- **Source data**
════════════════

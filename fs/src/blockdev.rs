//! Sector-addressed block devices.
//!
//! Filesystem drivers are written against [`BlockDevice`] so the same code
//! runs on live drives and on [`MemoryBlockDevice`] images in the test
//! suites. Live drives resolve through the block-ops registry the driver
//! layer fills in at init — the filesystem crate never links the drivers.

use alloc::vec;
use alloc::vec::Vec;
use core::sync::atomic::{AtomicPtr, Ordering};

use orion_abi::fs::{BackendKind, SECTOR_SIZE};

#[derive(Clone, Copy, Debug, PartialEq, Eq)]
pub enum BlockDeviceError {
    /// LBA or span beyond the device's sector count.
    OutOfRange,
    /// Backend reported a transfer failure.
    Io,
}

pub trait BlockDevice {
    fn read_sector(&mut self, lba: u32, buf: &mut [u8; SECTOR_SIZE]) -> Result<(), BlockDeviceError>;
    fn write_sector(&mut self, lba: u32, buf: &[u8; SECTOR_SIZE]) -> Result<(), BlockDeviceError>;
    fn sector_count(&self) -> u32;

    fn flush(&mut self) -> Result<(), BlockDeviceError> {
        Ok(())
    }
}

// ---------------------------------------------------------------------------
// Block-ops registry (drive id space)
// ---------------------------------------------------------------------------

/// The uniform five-operation contract over the drive id space, plus the
/// identification hooks the disk table needs. Registered once by the driver
/// layer; `count == 0` on read/write means 256 sectors (16-bit legacy).
pub struct BlockOps {
    pub present: fn(u8) -> bool,
    pub read: fn(u8, u32, u32, &mut [u8]) -> bool,
    pub write: fn(u8, u32, u32, &[u8]) -> bool,
    pub sector_count: fn(u8) -> u32,
    pub flush: fn(u8) -> bool,
    pub refresh_drive_map: fn(),
    pub model: fn(u8, &mut [u8]) -> bool,
    pub backend: fn(u8) -> (BackendKind, u8),
}

static BLOCK_OPS: AtomicPtr<BlockOps> = AtomicPtr::new(core::ptr::null_mut());

pub fn register_block_ops(ops: &'static BlockOps) {
    BLOCK_OPS.store(ops as *const BlockOps as *mut BlockOps, Ordering::Release);
}

pub fn block_ops() -> Option<&'static BlockOps> {
    // SAFETY: only `register_block_ops` stores here, always a &'static.
    unsafe { BLOCK_OPS.load(Ordering::Acquire).as_ref() }
}

/// One drive of the global id space viewed as a [`BlockDevice`].
#[derive(Clone, Copy)]
pub struct DriveDevice {
    drive: u8,
}

impl DriveDevice {
    pub const fn new(drive: u8) -> Self {
        Self { drive }
    }

    pub const fn drive(&self) -> u8 {
        self.drive
    }
}

impl BlockDevice for DriveDevice {
    fn read_sector(&mut self, lba: u32, buf: &mut [u8; SECTOR_SIZE]) -> Result<(), BlockDeviceError> {
        let ops = block_ops().ok_or(BlockDeviceError::Io)?;
        if (ops.read)(self.drive, lba, 1, buf) {
            Ok(())
        } else {
            Err(BlockDeviceError::Io)
        }
    }

    fn write_sector(&mut self, lba: u32, buf: &[u8; SECTOR_SIZE]) -> Result<(), BlockDeviceError> {
        let ops = block_ops().ok_or(BlockDeviceError::Io)?;
        if (ops.write)(self.drive, lba, 1, buf) {
            Ok(())
        } else {
            Err(BlockDeviceError::Io)
        }
    }

    fn sector_count(&self) -> u32 {
        block_ops().map_or(0, |ops| (ops.sector_count)(self.drive))
    }

    fn flush(&mut self) -> Result<(), BlockDeviceError> {
        let ops = block_ops().ok_or(BlockDeviceError::Io)?;
        if (ops.flush)(self.drive) {
            Ok(())
        } else {
            Err(BlockDeviceError::Io)
        }
    }
}

// ---------------------------------------------------------------------------
// Memory-backed device for the in-kernel test suites
// ---------------------------------------------------------------------------

pub struct MemoryBlockDevice {
    data: Vec<u8>,
}

impl MemoryBlockDevice {
    /// Zero-filled device of `sectors` sectors.
    pub fn allocate(sectors: u32) -> Self {
        Self {
            data: vec![0u8; sectors as usize * SECTOR_SIZE],
        }
    }

    pub fn sector_mut(&mut self, lba: u32) -> &mut [u8] {
        let off = lba as usize * SECTOR_SIZE;
        &mut self.data[off..off + SECTOR_SIZE]
    }
}

impl BlockDevice for MemoryBlockDevice {
    fn read_sector(&mut self, lba: u32, buf: &mut [u8; SECTOR_SIZE]) -> Result<(), BlockDeviceError> {
        let off = lba as usize * SECTOR_SIZE;
        if off + SECTOR_SIZE > self.data.len() {
            return Err(BlockDeviceError::OutOfRange);
        }
        buf.copy_from_slice(&self.data[off..off + SECTOR_SIZE]);
        Ok(())
    }

    fn write_sector(&mut self, lba: u32, buf: &[u8; SECTOR_SIZE]) -> Result<(), BlockDeviceError> {
        let off = lba as usize * SECTOR_SIZE;
        if off + SECTOR_SIZE > self.data.len() {
            return Err(BlockDeviceError::OutOfRange);
        }
        self.data[off..off + SECTOR_SIZE].copy_from_slice(buf);
        Ok(())
    }

    fn sector_count(&self) -> u32 {
        (self.data.len() / SECTOR_SIZE) as u32
    }
}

════════════════

- **Task requirements**
Would you print, exactly as written, every line above from the one holding "registry the driver" through the one holding "fn sector_count(&self) -> u32;", with both included and no other lines?

- **Response**
//! suites. Live drives resolve through the block-ops registry the driver
//! layer fills in at init — the filesystem crate never links the drivers.

use alloc::vec;
use alloc::vec::Vec;
use core::sync::atomic::{AtomicPtr, Ordering};

use orion_abi::fs::{BackendKind, SECTOR_SIZE};

#[derive(Clone, Copy, Debug, PartialEq, Eq)]
pub enum BlockDeviceError {
    /// LBA or span beyond the device's sector count.
    OutOfRange,
    /// Backend reported a transfer failure.
    Io,
}

pub trait BlockDevice {
    fn read_sector(&mut self, lba: u32, buf: &mut [u8; SECTOR_SIZE]) -> Result<(), BlockDeviceError>;
    fn write_sector(&mut self, lba: u32, buf: &[u8; SECTOR_SIZE]) -> Result<(), BlockDeviceError>;
    fn sector_count(&self) -> u32;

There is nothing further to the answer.